All the other frequencies \$f_m, m\ne n\$ don't end up around 0 Hz with this method (but at \$|f_n \pm f_m|\$); so, they'd be filtered away by the same low pass filter.
What we just did was prove that for cosine oscillations, a method exists that can eliminate the presence of all other oscillations. Cosines are hence orthogonal when projected onto cosines in this way.

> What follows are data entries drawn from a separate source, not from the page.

use super::error::Error;
use chrono::Utc;
use entity::group_messages::{ActiveModel, Column, Entity, Model};
use entity::Id;
use log::*;
use sea_orm::{entity::prelude::*, ConnectionTrait, QueryOrder, Set};

pub async fn create(
    db: &impl ConnectionTrait,
    group_id: Id,
    sender_id: Id,
    content: String,
) -> Result<Model, Error> {
    debug!("New Group Message to be inserted into group {group_id} from {sender_id}");

    Ok(ActiveModel {
        group_id: Set(group_id),
        sender_id: Set(sender_id),
        content: Set(content),
        created_at: Set(Utc::now().into()),
        ..Default::default()
    }
    .insert(db)
    .await?)
}

/// Messages of a group, oldest first.
pub async fn find_by_group(db: &impl ConnectionTrait, group_id: Id) -> Result<Vec<Model>, Error> {
    Ok(Entity::find()
        .filter(Column::GroupId.eq(group_id))
        .order_by_asc(Column::CreatedAt)
        .all(db)
        .await?)
}
use crate::Error;
use axum::{
    async_trait,
    extract::{FromRequestParts, Query},
    http::{header::AUTHORIZATION, request::Parts},
};
use domain::identity::{self, TokenVerifier};
use domain::users;
use log::*;
use serde::Deserialize;
use service::AppState;
use std::sync::Arc;

pub(crate) struct AuthenticatedUser(pub users::Model);

#[derive(Debug, Deserialize)]
struct TokenParams {
    token: Option<String>,
}

/// Finds the bearer credential of a request. The `Authorization` header wins;
/// the `token` query parameter exists for `EventSource` clients, which cannot
/// set headers.
fn bearer_token(parts: &Parts) -> Option<String> {
    let from_header = parts
        .headers
        .get(AUTHORIZATION)
        .and_then(|value| value.to_str().ok())
        .and_then(|value| {
            value
                .strip_prefix("Bearer ")
                .or_else(|| value.strip_prefix("bearer "))
        })
        .map(str::trim)
        .filter(|token| !token.is_empty())
        .map(str::to_owned);

    from_header.or_else(|| {
        Query::<TokenParams>::try_from_uri(&parts.uri)
            .ok()
            .and_then(|Query(params)| params.token)
            .filter(|token| !token.is_empty())
    })
}

#[async_trait]
impl FromRequestParts<AppState> for AuthenticatedUser {
    type Rejection = Error;

    // Resolves the bearer token to a user, provisioning the user on first sign-in.
    async fn from_request_parts(
        parts: &mut Parts,
        app_state: &AppState,
    ) -> Result<Self, Self::Rejection> {
        let token = bearer_token(parts).ok_or_else(|| {
            debug!("No bearer token on request to {}", parts.uri.path());
            Error::unauthenticated()
        })?;

        let verifier = parts
            .extensions
            .get::<Arc<TokenVerifier>>()
            .cloned()
            .ok_or_else(|| {
                error!("No token verifier installed on the router");
                Error::config()
            })?;

        let user = identity::authenticate(app_state.db_conn_ref(), &verifier, &token).await?;
        trace!("Authenticated user {}", user.id);

        Ok(AuthenticatedUser(user))
    }
}
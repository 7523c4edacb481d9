use uuid::Uuid;

// Users and messaging
pub mod group_members;
pub mod group_messages;
pub mod groups;
pub mod messages;
pub mod users;

// Notifications
pub mod notification_kind;
pub mod notifications;

/// A type alias that represents any Entity's internal id field data type.
/// Aliased so that it's easy to change the underlying type if necessary.
pub type Id = Uuid;
use crate::extractors::authenticated_user::AuthenticatedUser;
use crate::protect::{authorize, Predicate, UserInGroup};
use axum::{
    extract::{Path, Request, State},
    middleware::Next,
    response::IntoResponse,
};
use domain::Id;
use service::AppState;

/// Checks that the authenticated user is a member of the group named by the
/// `group_id` path segment.
/// Intended to be given to axum::middleware::from_fn_with_state in the router
pub(crate) async fn member(
    State(app_state): State<AppState>,
    AuthenticatedUser(user): AuthenticatedUser,
    Path(group_id): Path<Id>,
    request: Request,
    next: Next,
) -> impl IntoResponse {
    let checks = vec![Predicate::new(UserInGroup, vec![group_id])];
    authorize(&app_state, user, request, next, checks).await
}
//! A single long-lived stream: one queue, one client.
//!
//! The session registers its queue on open and emits `connected`, then forwards
//! queued events, sends a `ping` after every idle heartbeat interval and ends
//! with `reconnect` once the connection has been open for the configured
//! maximum, or as soon as the server queues a `reconnect` of its own. The queue is unregistered exactly once on every exit path: normal
//! end, eviction, the stream being dropped by the server when the client goes
//! away, or a panic unwinding through the task that owns it.

use crate::broadcaster::Broadcaster;
use crate::connection::{ConnectionId, UserId};
use crate::message::{EventKind, Frame, StreamKind};
use futures::Stream;
use log::*;
use std::sync::Arc;
use std::time::Duration;
use tokio::sync::mpsc::Receiver;
use tokio::time::{timeout, Instant};

pub const DEFAULT_HEARTBEAT_INTERVAL: Duration = Duration::from_secs(30);
/// Stays under the ~10 minute idle-connection limit of common reverse proxies.
pub const DEFAULT_MAX_CONNECTION_AGE: Duration = Duration::from_secs(9 * 60);

#[derive(Debug, Clone, Copy, PartialEq, Eq)]
pub struct SessionConfig {
    pub heartbeat_interval: Duration,
    pub max_connection_age: Duration,
}

impl Default for SessionConfig {
    fn default() -> Self {
        Self {
            heartbeat_interval: DEFAULT_HEARTBEAT_INTERVAL,
            max_connection_age: DEFAULT_MAX_CONNECTION_AGE,
        }
    }
}

/// Unregisters its connection when released or dropped, whichever comes first.
struct ConnectionGuard {
    broadcaster: Arc<Broadcaster>,
    connection_id: Option<ConnectionId>,
}

impl ConnectionGuard {
    fn release(&mut self) {
        if let Some(connection_id) = self.connection_id.take() {
            self.broadcaster.disconnect(&connection_id);
        }
    }
}

impl Drop for ConnectionGuard {
    fn drop(&mut self) {
        self.release();
    }
}

pub struct StreamSession {
    user_id: UserId,
    stream: StreamKind,
    receiver: Receiver<Frame>,
    guard: ConnectionGuard,
    config: SessionConfig,
}

impl StreamSession {
    pub fn open(
        broadcaster: Arc<Broadcaster>,
        user_id: UserId,
        stream: StreamKind,
        config: SessionConfig,
    ) -> Self {
        let (connection_id, receiver) = broadcaster.connect(user_id.clone(), stream);

        Self {
            user_id,
            stream,
            receiver,
            guard: ConnectionGuard {
                broadcaster,
                connection_id: Some(connection_id),
            },
            config,
        }
    }

    pub fn connection_id(&self) -> Option<&ConnectionId> {
        self.guard.connection_id.as_ref()
    }

    /// Turns the session into the stream of frames to send to the client.
    pub fn into_stream(self) -> impl Stream<Item = Frame> + Send + 'static {
        let StreamSession {
            user_id,
            stream,
            mut receiver,
            mut guard,
            config,
        } = self;

        async_stream::stream! {
            let started = Instant::now();
            yield Frame::connected(&user_id);

            loop {
                let elapsed = started.elapsed();
                if elapsed >= config.max_connection_age {
                    info!("Closing {stream} stream for user {user_id} after {elapsed:?}, asking client to reconnect");
                    yield Frame::reconnect("max_connection_time");
                    break;
                }

                let wait = config
                    .heartbeat_interval
                    .min(config.max_connection_age - elapsed);

                match timeout(wait, receiver.recv()).await {
                    Ok(Some(frame)) if *frame.kind() == EventKind::Reconnect => {
                        info!("Server asked {stream} stream of user {user_id} to reconnect, closing");
                        yield frame;
                        break;
                    }
                    Ok(Some(frame)) => yield frame,
                    Ok(None) => {
                        warn!("{stream} stream for user {user_id} was evicted, closing");
                        break;
                    }
                    Err(_) => {
                        if started.elapsed() < config.max_connection_age {
                            trace!("Heartbeat for {stream} stream of user {user_id}");
                            yield Frame::ping();
                        }
                    }
                }
            }

            guard.release();
            debug!("{stream} stream closed for user {user_id}");
        }
    }
}
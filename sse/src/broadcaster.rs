use crate::connection::{ConnectionId, ConnectionRegistry, UserId};
use crate::message::{EventKind, Frame, Message as SseMessage, MessageScope, StreamKind};
use log::*;
use serde::Serialize;
use tokio::sync::mpsc::{self, error::TrySendError, Receiver};

/// Pending events a single connection may hold before it is considered stuck.
pub const DEFAULT_QUEUE_CAPACITY: usize = 100;

/// Best-effort fan-out of events to every open stream of a user.
///
/// Nothing here ever returns an error to the caller: an offline user, a full
/// queue or a payload that cannot be serialized are logged and dropped.
pub struct Broadcaster {
    registry: ConnectionRegistry,
    queue_capacity: usize,
}

impl Broadcaster {
    pub fn new() -> Self {
        Self::with_queue_capacity(DEFAULT_QUEUE_CAPACITY)
    }

    pub fn with_queue_capacity(queue_capacity: usize) -> Self {
        Self {
            registry: ConnectionRegistry::new(),
            queue_capacity: queue_capacity.max(1),
        }
    }

    /// Allocate a bounded queue for a new connection and register it.
    pub fn connect(&self, user_id: UserId, stream: StreamKind) -> (ConnectionId, Receiver<Frame>) {
        let (sender, receiver) = mpsc::channel(self.queue_capacity);
        let connection_id = self.registry.register(user_id.clone(), stream, sender);

        info!(
            "Registered {stream} stream connection {} for user {user_id}",
            connection_id.as_str()
        );
        (connection_id, receiver)
    }

    /// Remove a connection. Disconnecting an already removed connection is a no-op.
    pub fn disconnect(&self, connection_id: &ConnectionId) -> bool {
        let removed = self.registry.unregister(connection_id);
        if removed {
            info!("Unregistered stream connection {}", connection_id.as_str());
        }
        removed
    }

    pub fn broadcast_to_user<T>(&self, user_id: &str, event_type: impl Into<EventKind>, payload: &T)
    where
        T: Serialize + ?Sized,
    {
        // Most users are offline most of the time, so bail out before serializing.
        if !self.registry.has_connections(user_id) {
            return;
        }

        let kind = event_type.into();
        match Frame::new(kind, payload) {
            Ok(frame) => self.deliver(user_id, &frame),
            Err(e) => error!("Failed to serialize SSE event for user {user_id}: {e}"),
        }
    }

    pub fn broadcast_to_all<T>(&self, event_type: impl Into<EventKind>, payload: &T)
    where
        T: Serialize + ?Sized,
    {
        let kind = event_type.into();
        let frame = match Frame::new(kind, payload) {
            Ok(frame) => frame,
            Err(e) => {
                error!("Failed to serialize SSE broadcast event: {e}");
                return;
            }
        };

        for user_id in self.registry.user_ids() {
            self.deliver(&user_id, &frame);
        }
    }

    /// Send a message based on its scope
    pub fn send_message(&self, message: SseMessage) {
        match message.scope {
            MessageScope::User { user_id } => {
                self.broadcast_to_user(&user_id, message.event, &message.payload);
            }
            MessageScope::Broadcast => {
                self.broadcast_to_all(message.event, &message.payload);
            }
        }
    }

    pub fn connection_count(&self, user_id: Option<&str>) -> usize {
        self.registry.connection_count(user_id)
    }

    fn deliver(&self, user_id: &str, frame: &Frame) {
        let mut failed = Vec::new();

        for (connection_id, sender) in self.registry.senders_for(user_id, frame.kind()) {
            match sender.try_send(frame.clone()) {
                Ok(()) => {}
                Err(TrySendError::Full(_)) => {
                    warn!(
                        "Queue for connection {} of user {user_id} is full, dropping {} event and evicting the connection",
                        connection_id.as_str(),
                        frame.kind()
                    );
                    failed.push(connection_id);
                }
                Err(TrySendError::Closed(_)) => {
                    info!(
                        "Connection {} of user {user_id} is gone, evicting it",
                        connection_id.as_str()
                    );
                    failed.push(connection_id);
                }
            }
        }

        for connection_id in failed {
            self.disconnect(&connection_id);
        }
    }
}

impl Default for Broadcaster {
    fn default() -> Self {
        Self::new()
    }
}
use config::Config;
use events::EventDispatcher;
use log::info;
use sea_orm::{ConnectOptions, Database, DatabaseConnection, DbErr};
use sse::Broadcaster;
use std::sync::Arc;
use tokio::time::Duration;

pub mod config;
pub mod logging;

pub async fn init_database(config: &Config) -> Result<DatabaseConnection, DbErr> {
    info!(
        "Database pool config: max_connections={}, min_connections={}, \
         connect_timeout={}s, acquire_timeout={}s, idle_timeout={}s, max_lifetime={}s",
        config.db_max_connections,
        config.db_min_connections,
        config.db_connect_timeout_secs,
        config.db_acquire_timeout_secs,
        config.db_idle_timeout_secs,
        config.db_max_lifetime_secs,
    );

    let mut opt = ConnectOptions::new::<&str>(config.database_url());
    opt.max_connections(config.db_max_connections)
        .min_connections(config.db_min_connections)
        .connect_timeout(Duration::from_secs(config.db_connect_timeout_secs))
        .acquire_timeout(Duration::from_secs(config.db_acquire_timeout_secs))
        .idle_timeout(Duration::from_secs(config.db_idle_timeout_secs))
        .max_lifetime(Duration::from_secs(config.db_max_lifetime_secs))
        .sqlx_logging(true)
        .sqlx_logging_level(log::LevelFilter::Info)
        .set_schema_search_path("pulse"); // Setting default PostgreSQL schema

    let db = Database::connect(opt).await?;

    Ok(db)
}

// Process-wide state handed to every route handler.
// Needs to implement Clone to be able to be passed into Router as State
#[derive(Clone)]
pub struct AppState {
    pub database_connection: Arc<DatabaseConnection>,
    pub config: Config,
    /// The one connection registry of this process.
    pub broadcaster: Arc<Broadcaster>,
    /// Producer handle onto the domain event dispatch task.
    pub event_dispatcher: EventDispatcher,
}

impl AppState {
    pub fn new(
        app_config: Config,
        db: &Arc<DatabaseConnection>,
        broadcaster: Arc<Broadcaster>,
        event_dispatcher: EventDispatcher,
    ) -> Self {
        Self {
            database_connection: Arc::clone(db),
            config: app_config,
            broadcaster,
            event_dispatcher,
        }
    }

    pub fn db_conn_ref(&self) -> &DatabaseConnection {
        self.database_connection.as_ref()
    }
}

This is a bit of a very short introduction into basic signal theory. If the math was too much for you, remember this:
Different carrier frequencies are independent. Just like your noise-cancelling headphone can't cancel a 100 Hz tone with a 312 Hz tone, a 50 MHz transmission can without any problem be separated from a 600 MHz transmission.
Example:
\begin{align} f_1&= 5\,\text{MHz}\\ f_2&= 10\,\text{MHz}\\ f_3&= 20\,\text{MHz}\\ f_4&= 100\,\text{MHz}\\ f_5&= 300\,\text{MHz}\\ f_6&= 500\,\text{MHz}\\ f_7&= 650\,\text{MHz} \end{align}
We want the signal at 300 MHz, so we mix with that:
\begin{align} r(t) &= \sum\limits_{n=1}^7 s_n(t)\\ &= \sum\limits_{n=1}^7 A_n(t)\cos(2\pi f_n t + \phi_n(t))\\ r(t)\cdot \cos(2\pi f_5t) &= \text{smth. at } f_1+f_5=305 \text{MHz and at } |f_1-f_5|= 295 \text{ MHz,}\\ &\phantom{=}\text{ at } f_2+f_5=310 \text{MHz and } |f_2-f_5|= 290 \text{ MHz,}\\ &\phantom{=}\text{ at } f_3+f_5=320 \text{, and } |f_3-f_5|= 280 \text{ MHz,}\\ &\phantom{=}\text{ at }f_4+f_5=400 \text{, and } |f_4-f_5|= 200 \text{ MHz,}\\ &\color{blue}{\phantom{=}\text{ at }f_5+f_5=600 \text{, and } |f_5-f_5|= 0 \text{ MHz,}}\\ &\phantom{=}\text{ at }f_6+f_5=800 \text{, and } |f_6-f_5|= 200 \text{ MHz,}\\ &\phantom{=}\text{ at }f_7+f_5=950 \text{, and } |f_7-f_5|= 350 \text{ MHz.}\\ \end{align}
If you now low pass filter this result with say, a filter that removes anything above 80 MHz, nothing survives but what was mixed down to 0 Hz. And that's coming from the frequency you cared about!